* **Problem to solve**: Look through the records that follow. Copy every line containing the word "CoreResult".

* **Material provided**:
+===+
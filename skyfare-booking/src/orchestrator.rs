use async_trait::async_trait;
use chrono::Utc;
use rand::rngs::StdRng;
use rand::{Rng, SeedableRng};
use std::sync::{Arc, Mutex};
use tracing::{info, warn};
use skyfare_core::payment::{PaymentAdapter, PaymentIntent, PaymentStatus};
use skyfare_core::{Booking, CoreResult};

pub struct PaymentOrchestrator {
    adapter: Arc<dyn PaymentAdapter>,
}

impl PaymentOrchestrator {
    pub fn new(adapter: Arc<dyn PaymentAdapter>) -> Self {
        Self { adapter }
    }

    /// Charge the fare snapshot of `booking`. The booking's transaction id
    /// doubles as the intent id.
    pub async fn charge(&self, booking: &Booking) -> CoreResult<PaymentStatus> {
        let intent = PaymentIntent {
            id: booking.trans_id.clone(),
            pnr: booking.pnr.clone(),
            booking_id: booking.booking_id,
            amount_cents: booking.price_cents,
            status: PaymentStatus::Processing,
            created_at: Utc::now(),
        };

        let status = self.adapter.process_payment(&intent).await?;
        match status {
            PaymentStatus::Succeeded => {
                info!(pnr = %intent.pnr, amount_cents = intent.amount_cents, "payment succeeded")
            }
            _ => warn!(pnr = %intent.pnr, amount_cents = intent.amount_cents, ?status, "payment did not succeed"),
        }
        Ok(status)
    }
}

/// Stand-in gateway: each charge succeeds with probability `success_rate`.
pub struct SimulatedPaymentAdapter {
    success_rate: f64,
    rng: Mutex<StdRng>,
}

impl SimulatedPaymentAdapter {
    pub fn new(success_rate: f64) -> Self {
        Self::with_rng(success_rate, StdRng::from_entropy())
    }

    pub fn seeded(success_rate: f64, seed: u64) -> Self {
        Self::with_rng(success_rate, StdRng::seed_from_u64(seed))
    }

    fn with_rng(success_rate: f64, rng: StdRng) -> Self {
        Self {
            success_rate: if success_rate.is_finite() { success_rate.clamp(0.0, 1.0) } else { 0.0 },
            rng: Mutex::new(rng),
        }
    }

    pub fn success_rate(&self) -> f64 {
        self.success_rate
    }
}

#[async_trait]
impl PaymentAdapter for SimulatedPaymentAdapter {
    async fn process_payment(&self, _intent: &PaymentIntent) -> CoreResult<PaymentStatus> {
        let mut rng = self.rng.lock().unwrap_or_else(|e| e.into_inner());
        if rng.gen_bool(self.success_rate) {
            Ok(PaymentStatus::Succeeded)
        } else {
            Ok(PaymentStatus::Failed)
        }
    }
}

/// Gateway with a predetermined outcome.
#[derive(Debug, Clone, Copy)]
pub struct FixedPaymentAdapter(pub PaymentStatus);

#[async_trait]
impl PaymentAdapter for FixedPaymentAdapter {
    async fn process_payment(&self, _intent: &PaymentIntent) -> CoreResult<PaymentStatus> {
        Ok(self.0)
    }
}
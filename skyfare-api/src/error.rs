use axum::{
    http::{header, HeaderValue, StatusCode},
    response::{IntoResponse, Response},
    Json,
};
use serde_json::json;
use skyfare_core::{CoreError, ErrorKind};

/// Seconds a client is told to wait after a lock timeout.
const RETRY_AFTER_SECONDS: &str = "1";

#[derive(Debug)]
pub enum AppError {
    ValidationError(String),
    NotFoundError(String),
    ConflictError(String),
    BusyError(String),
    TransitionError(String),
    InternalServerError(String),
}

impl From<CoreError> for AppError {
    fn from(err: CoreError) -> Self {
        let message = err.to_string();
        match err.kind() {
            ErrorKind::NotFound => AppError::NotFoundError(message),
            ErrorKind::Validation => AppError::ValidationError(message),
            ErrorKind::Conflict => AppError::ConflictError(message),
            ErrorKind::ConcurrencyBusy => AppError::BusyError(message),
            ErrorKind::InvalidTransition => AppError::TransitionError(message),
            ErrorKind::Internal => AppError::InternalServerError(message),
        }
    }
}

impl IntoResponse for AppError {
    fn into_response(self) -> Response {
        let (status, error_message) = match self {
            AppError::ValidationError(msg) => (StatusCode::BAD_REQUEST, msg),
            AppError::NotFoundError(msg) => (StatusCode::NOT_FOUND, msg),
            AppError::ConflictError(msg) => (StatusCode::CONFLICT, msg),
            AppError::BusyError(msg) => {
                tracing::warn!("Request timed out waiting for a lock: {}", msg);
                let body = Json(json!({ "error": msg }));
                let mut response = (StatusCode::SERVICE_UNAVAILABLE, body).into_response();
                response
                    .headers_mut()
                    .insert(header::RETRY_AFTER, HeaderValue::from_static(RETRY_AFTER_SECONDS));
                return response;
            }
            AppError::TransitionError(msg) => (StatusCode::UNPROCESSABLE_ENTITY, msg),
            AppError::InternalServerError(msg) => {
                tracing::error!("Internal Server Error: {}", msg);
                (StatusCode::INTERNAL_SERVER_ERROR, "Internal Server Error".to_string())
            }
        };

        let body = Json(json!({
            "error": error_message,
        }));

        (status, body).into_response()
    }
}
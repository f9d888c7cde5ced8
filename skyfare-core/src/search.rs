use serde::{Deserialize, Serialize};
use chrono::NaiveDate;
use crate::models::Flight;

#[derive(Debug, Clone, Copy, Serialize, Deserialize, PartialEq, Eq)]
#[serde(rename_all = "lowercase")]
pub enum SortBy {
    Price,
    Duration,
}

/// Flight search criteria. Every field is optional; an empty search lists
/// the whole schedule.
#[derive(Debug, Clone, Default, Serialize, Deserialize)]
pub struct FlightSearch {
    pub origin: Option<String>,
    pub destination: Option<String>,
    pub date: Option<NaiveDate>, // UTC departure date
    pub sort_by: Option<SortBy>,
}

impl FlightSearch {
    pub fn matches(&self, flight: &Flight) -> bool {
        if let Some(origin) = &self.origin {
            if !same_place(&flight.origin, origin) {
                return false;
            }
        }
        if let Some(destination) = &self.destination {
            if !same_place(&flight.destination, destination) {
                return false;
            }
        }
        if let Some(date) = self.date {
            if flight.departure.date_naive() != date {
                return false;
            }
        }
        true
    }
}

// Full Unicode case folding, same as Postgres `lower()`.
fn same_place(a: &str, b: &str) -> bool {
    a.to_lowercase() == b.to_lowercase()
}

#[cfg(test)]
mod tests {
    use super::*;
    use chrono::{TimeZone, Utc};

    fn flight() -> Flight {
        let departure = Utc.with_ymd_and_hms(2024, 12, 25, 22, 30, 0).unwrap();
        Flight {
            flight_id: 1,
            flight_no: "AI101".to_string(),
            origin: "Delhi".to_string(),
            destination: "Mumbai".to_string(),
            departure,
            arrival: departure + chrono::Duration::hours(2),
            base_fare_cents: 500_000,
            total_seats: 100,
            seats_available: 100,
            airline_name: "Air India".to_string(),
        }
    }

    #[test]
    fn test_search_deserialization() {
        let json = r#"
            {
                "origin": "delhi",
                "destination": "MUMBAI",
                "date": "2024-12-25",
                "sort_by": "price"
            }
        "#;
        let search: FlightSearch = serde_json::from_str(json).expect("Failed to deserialize");
        assert_eq!(search.date, NaiveDate::from_ymd_opt(2024, 12, 25));
        assert_eq!(search.sort_by, Some(SortBy::Price));
        assert!(search.matches(&flight()));
    }

    #[test]
    fn test_search_filters() {
        let f = flight();
        assert!(FlightSearch::default().matches(&f));

        let wrong_route = FlightSearch { origin: Some("Chennai".into()), ..Default::default() };
        assert!(!wrong_route.matches(&f));

        // arrival is on the 26th, departure date is what counts
        let next_day = FlightSearch { date: NaiveDate::from_ymd_opt(2024, 12, 26), ..Default::default() };
        assert!(!next_day.matches(&f));
    }

    #[test]
    fn test_city_match_folds_non_ascii_case() {
        let mut f = flight();
        f.origin = "Zürich".to_string();
        f.destination = "Ålesund".to_string();

        let search = FlightSearch {
            origin: Some("ZÜRICH".into()),
            destination: Some("ålesund".into()),
            ..Default::default()
        };
        assert!(search.matches(&f));
    }
}
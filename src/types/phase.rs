//! File-destination phase of a telemetry engine

use serde::{Deserialize, Serialize};

/// Where persisted telemetry lands: before or after the host binds a port
#[derive(Debug, Clone, Copy, PartialEq, Eq, Hash, Serialize, Deserialize, Default)]
#[serde(rename_all = "lowercase")]
pub enum Phase {
    #[default]
    SystemStart,
    Port(u16),
}

impl Phase {
    /// Directory name of this phase under the base directory
    pub fn dir_name(&self) -> String {
        match self {
            Phase::SystemStart => "systemstart".to_string(),
            Phase::Port(port) => format!("port-{}", port),
        }
    }
}

impl std::fmt::Display for Phase {
    fn fmt(&self, f: &mut std::fmt::Formatter<'_>) -> std::fmt::Result {
        write!(f, "{}", self.dir_name())
    }
}
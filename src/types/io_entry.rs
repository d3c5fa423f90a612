//! I/O operation traces

use std::time::Instant;

use serde::{Deserialize, Serialize};
use serde_json::Value;

/// One recorded input/output operation
#[derive(Debug, Clone, PartialEq, Serialize, Deserialize)]
pub struct IoEntry {
    #[serde(rename = "moduleId")]
    pub module_id: String,
    #[serde(rename = "operationId")]
    pub operation_id: String,
    pub input: Value,
    #[serde(default, skip_serializing_if = "Option::is_none")]
    pub output: Option<Value>,
    #[serde(default, skip_serializing_if = "Option::is_none")]
    pub method: Option<String>,
    pub success: bool,
    #[serde(default, skip_serializing_if = "Option::is_none")]
    pub error: Option<String>,
    /// Elapsed milliseconds between start and end, for paired operations.
    /// Fractional, so sub-millisecond operations still read as non-zero.
    #[serde(rename = "durationMs", default, skip_serializing_if = "Option::is_none")]
    pub duration_ms: Option<f64>,
    /// Unix timestamp in milliseconds; 0 when stripped from a persisted record
    #[serde(default)]
    pub timestamp: i64,
}

/// An operation that has been started but not yet ended
#[derive(Debug, Clone)]
pub struct PendingOperation {
    pub module_id: String,
    pub operation_id: String,
    pub input: Value,
    pub method: Option<String>,
    /// Wall-clock start, Unix milliseconds
    pub started_at: i64,
    pub start_time: Instant,
}

impl PendingOperation {
    /// Milliseconds elapsed since the operation started
    pub fn elapsed_ms(&self) -> f64 {
        self.start_time.elapsed().as_secs_f64() * 1000.0
    }
}
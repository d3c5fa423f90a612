//! Telemetry events published on the event bus
//!
//! Events are the live counterpart of persisted I/O entries: a component
//! publishes one when an operation starts, ends or fails, and observers
//! (session aggregators, dashboards) build cross-component traces from them.

use serde::{Deserialize, Serialize};
use serde_json::Value;

use crate::utils::time::current_timestamp_millis;

/// Kinds of telemetry events
#[derive(Debug, Clone, Copy, PartialEq, Eq, Hash, Serialize, Deserialize)]
#[serde(rename_all = "lowercase")]
pub enum EventKind {
    /// An I/O operation started
    Start,
    /// An I/O operation completed successfully
    End,
    /// An I/O operation failed
    Error,
    /// Component-defined event
    Custom,
}

impl std::fmt::Display for EventKind {
    fn fmt(&self, f: &mut std::fmt::Formatter<'_>) -> std::fmt::Result {
        match self {
            EventKind::Start => write!(f, "start"),
            EventKind::End => write!(f, "end"),
            EventKind::Error => write!(f, "error"),
            EventKind::Custom => write!(f, "custom"),
        }
    }
}

/// A component's self-declared role in a multi-component trace
#[derive(Debug, Clone, Copy, PartialEq, Eq, Hash, Serialize, Deserialize, Default)]
#[serde(rename_all = "lowercase")]
pub enum PipelinePosition {
    Start,
    #[default]
    Middle,
    End,
}

/// The unit published on the event bus
#[derive(Debug, Clone, PartialEq, Serialize, Deserialize)]
pub struct TelemetryEvent {
    #[serde(rename = "type")]
    pub kind: EventKind,
    #[serde(rename = "sessionId", default, skip_serializing_if = "Option::is_none")]
    pub session_id: Option<String>,
    #[serde(rename = "moduleId")]
    pub module_id: String,
    #[serde(rename = "operationId")]
    pub operation_id: String,
    #[serde(default)]
    pub data: Value,
    #[serde(default)]
    pub position: PipelinePosition,
    /// Unix timestamp in milliseconds
    pub timestamp: i64,
}

impl TelemetryEvent {
    /// Create an event stamped with the current time
    pub fn new(
        kind: EventKind,
        module_id: impl Into<String>,
        operation_id: impl Into<String>,
        data: Value,
    ) -> Self {
        Self {
            kind,
            session_id: None,
            module_id: module_id.into(),
            operation_id: operation_id.into(),
            data,
            position: PipelinePosition::default(),
            timestamp: current_timestamp_millis(),
        }
    }

    pub fn with_session(mut self, session_id: Option<String>) -> Self {
        self.session_id = session_id;
        self
    }

    pub fn with_position(mut self, position: PipelinePosition) -> Self {
        self.position = position;
        self
    }
}
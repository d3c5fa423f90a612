//! Input validation for component payloads
//!
//! This module provides typed rules evaluated against JSON payloads.
//! Failures are reported as data, never as errors.

mod rules;

pub use rules::{validate, RuleKind, ValidationResult, ValidationRule};
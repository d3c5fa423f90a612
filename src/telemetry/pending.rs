//! Table of started-but-not-ended operations

use std::collections::HashMap;

use crate::types::PendingOperation;

/// Pending operations keyed by `(module_id, operation_id)`
#[derive(Debug, Default)]
pub struct PendingOperations {
    operations: HashMap<(String, String), PendingOperation>,
}

impl PendingOperations {
    pub fn new() -> Self {
        Self::default()
    }

    /// Insert an operation, returning the one it replaced under the same key
    pub fn insert(&mut self, operation: PendingOperation) -> Option<PendingOperation> {
        let key = (operation.module_id.clone(), operation.operation_id.clone());
        self.operations.insert(key, operation)
    }

    pub fn take(&mut self, module_id: &str, operation_id: &str) -> Option<PendingOperation> {
        self.operations
            .remove(&(module_id.to_string(), operation_id.to_string()))
    }

    pub fn contains(&self, module_id: &str, operation_id: &str) -> bool {
        self.operations
            .contains_key(&(module_id.to_string(), operation_id.to_string()))
    }

    /// Remove and return every pending operation of a module, oldest first
    pub fn drain_module(&mut self, module_id: &str) -> Vec<PendingOperation> {
        let keys: Vec<_> = self
            .operations
            .keys()
            .filter(|(module, _)| module == module_id)
            .cloned()
            .collect();

        let mut drained: Vec<_> = keys
            .into_iter()
            .filter_map(|key| self.operations.remove(&key))
            .collect();
        drained.sort_by_key(|op| op.start_time);
        drained
    }

    /// Snapshot of all pending operations, oldest first
    pub fn snapshot(&self) -> Vec<PendingOperation> {
        let mut ops: Vec<_> = self.operations.values().cloned().collect();
        ops.sort_by_key(|op| op.start_time);
        ops
    }

    pub fn len(&self) -> usize {
        self.operations.len()
    }

    pub fn is_empty(&self) -> bool {
        self.operations.is_empty()
    }
}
+===+
* **Exercise output**:
use skyfare_core::{Booking, CoreResult};
    pub async fn charge(&self, booking: &Booking) -> CoreResult<PaymentStatus> {
    async fn process_payment(&self, _intent: &PaymentIntent) -> CoreResult<PaymentStatus> {
    async fn process_payment(&self, _intent: &PaymentIntent) -> CoreResult<PaymentStatus> {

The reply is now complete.